■ Task goal ■
In the entries below, find the line with "tables must start" and the line with "let mut rows: IndexMap<String, ClassRow>". Return those two lines and all lines between them, exactly.

■ Dataset entries ■
★ ★ ★ ★

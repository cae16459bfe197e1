//! CLI command implementations

pub mod cache;
pub mod config;
pub mod namespaces;
pub mod run;
pub mod table;

pub use cache::execute as cache;
pub use config::execute as config;
pub use namespaces::execute as namespaces;
pub use run::execute as run;
pub use table::{merge, reorder};
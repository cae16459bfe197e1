//! Table merging
//!
//! The row-level join is an external transform behind [`TableMerger`]; the
//! pipeline only chooses inputs, orders them and checks preconditions.
//! [`JoinMerger`] is the in-process implementation used by default.

use crate::error::{ForgeError, ForgeResult};
use crate::table::{self, ClassMapping, MappingTable, MemberKind, MemberMapping};
use async_trait::async_trait;
use indexmap::{IndexMap, IndexSet};
use std::path::{Path, PathBuf};
use tracing::{debug, info};

/// Joins two or more table files on their shared first namespace
#[async_trait]
pub trait TableMerger: Send + Sync {
    /// Merge `inputs` (in order) into a new table written to `output`
    async fn merge(&self, inputs: &[PathBuf], output: &Path) -> ForgeResult<()>;
}

/// Row join on the join namespace, first non-empty name wins per column
#[derive(Debug, Clone, Copy, Default)]
pub struct JoinMerger;

#[async_trait]
impl TableMerger for JoinMerger {
    async fn merge(&self, inputs: &[PathBuf], output: &Path) -> ForgeResult<()> {
        info!(":merging {} tables into {}", inputs.len(), output.display());

        let mut tables = Vec::with_capacity(inputs.len());
        for input in inputs {
            tables.push(table::read_table(input).await?);
        }

        let merged = merge_tables(&tables).map_err(|e| match e {
            ForgeError::Transform { reason, .. } => ForgeError::transform(inputs, reason),
            other => other,
        })?;
        table::write_table(&merged, output).await
    }
}

type MemberKey = (MemberKind, String, String);

struct ClassRow {
    names: Vec<String>,
    members: IndexMap<MemberKey, Vec<String>>,
}

/// Join `tables` on their common first namespace.
///
/// The result's namespaces are the join namespace followed by each input's
/// remaining namespaces in input order, duplicates collapsed. Every class and
/// member of every input appears exactly once; identifiers an entity lacks
/// stay empty.
pub fn merge_tables(tables: &[MappingTable]) -> ForgeResult<MappingTable> {
    if tables.len() < 2 {
        return Err(ForgeError::transform(
            &[],
            format!("merging needs at least two tables, got {}", tables.len()),
        ));
    }

    let join = tables[0].join_namespace();
    if let Some(other) = tables.iter().find(|t| t.join_namespace() != join) {
        return Err(ForgeError::transform(
            &[],
            format!(
                "all tables must start with the join namespace '{}' (found '{}')",
                join,
                other.join_namespace()
            ),
        ));
    }

    let mut namespaces: IndexSet<&str> = IndexSet::new();
    for table in tables {
        namespaces.extend(table.namespaces().iter().map(String::as_str));
    }
    let width = namespaces.len();
    debug!("Merged namespaces: {:?}", namespaces);

    let mut properties: IndexMap<String, String> = IndexMap::new();
    let mut rows: IndexMap<String, ClassRow> = IndexMap::new();

    for table in tables {
        let columns: Vec<usize> = table
            .namespaces()
            .iter()
            .filter_map(|ns| namespaces.get_index_of(ns.as_str()))
            .collect();

        for (key, value) in table.properties() {
            properties
                .entry(key.clone())
                .or_insert_with(|| value.clone());
        }

        for class in table.classes() {
            let row = rows
                .entry(class.names[0].clone())
                .or_insert_with(|| ClassRow {
                    names: vec![String::new(); width],
                    members: IndexMap::new(),
                });
            fill(&mut row.names, &class.names, &columns);

            for member in &class.members {
                let key = (
                    member.kind,
                    member.names[0].clone(),
                    member.descriptor.clone(),
                );
                let names = row
                    .members
                    .entry(key)
                    .or_insert_with(|| vec![String::new(); width]);
                fill(names, &member.names, &columns);
            }
        }
    }

    let classes = rows
        .into_values()
        .map(|row| ClassMapping {
            names: row.names,
            members: row
                .members
                .into_iter()
                .map(|((kind, _, descriptor), names)| MemberMapping {
                    kind,
                    descriptor,
                    names,
                })
                .collect(),
        })
        .collect();

    MappingTable::from_parts(
        namespaces.iter().map(|ns| ns.to_string()).collect(),
        properties.into_iter().collect(),
        classes,
    )
    .map_err(|reason| ForgeError::transform(&[], reason))
}

fn fill(target: &mut [String], source: &[String], columns: &[usize]) {
    for (name, &column) in source.iter().zip(columns) {
        if target[column].is_empty() && !name.is_empty() {
            target[column] = name.clone();
        }
    }
}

★ ★ ★ ★

■ Exercise result ■
                "all tables must start with the join namespace '{}' (found '{}')",
                join,
                other.join_namespace()
            ),
        ));
    }

    let mut namespaces: IndexSet<&str> = IndexSet::new();
    for table in tables {
        namespaces.extend(table.namespaces().iter().map(String::as_str));
    }
    let width = namespaces.len();
    debug!("Merged namespaces: {:?}", namespaces);

    let mut properties: IndexMap<String, String> = IndexMap::new();
    let mut rows: IndexMap<String, ClassRow> = IndexMap::new();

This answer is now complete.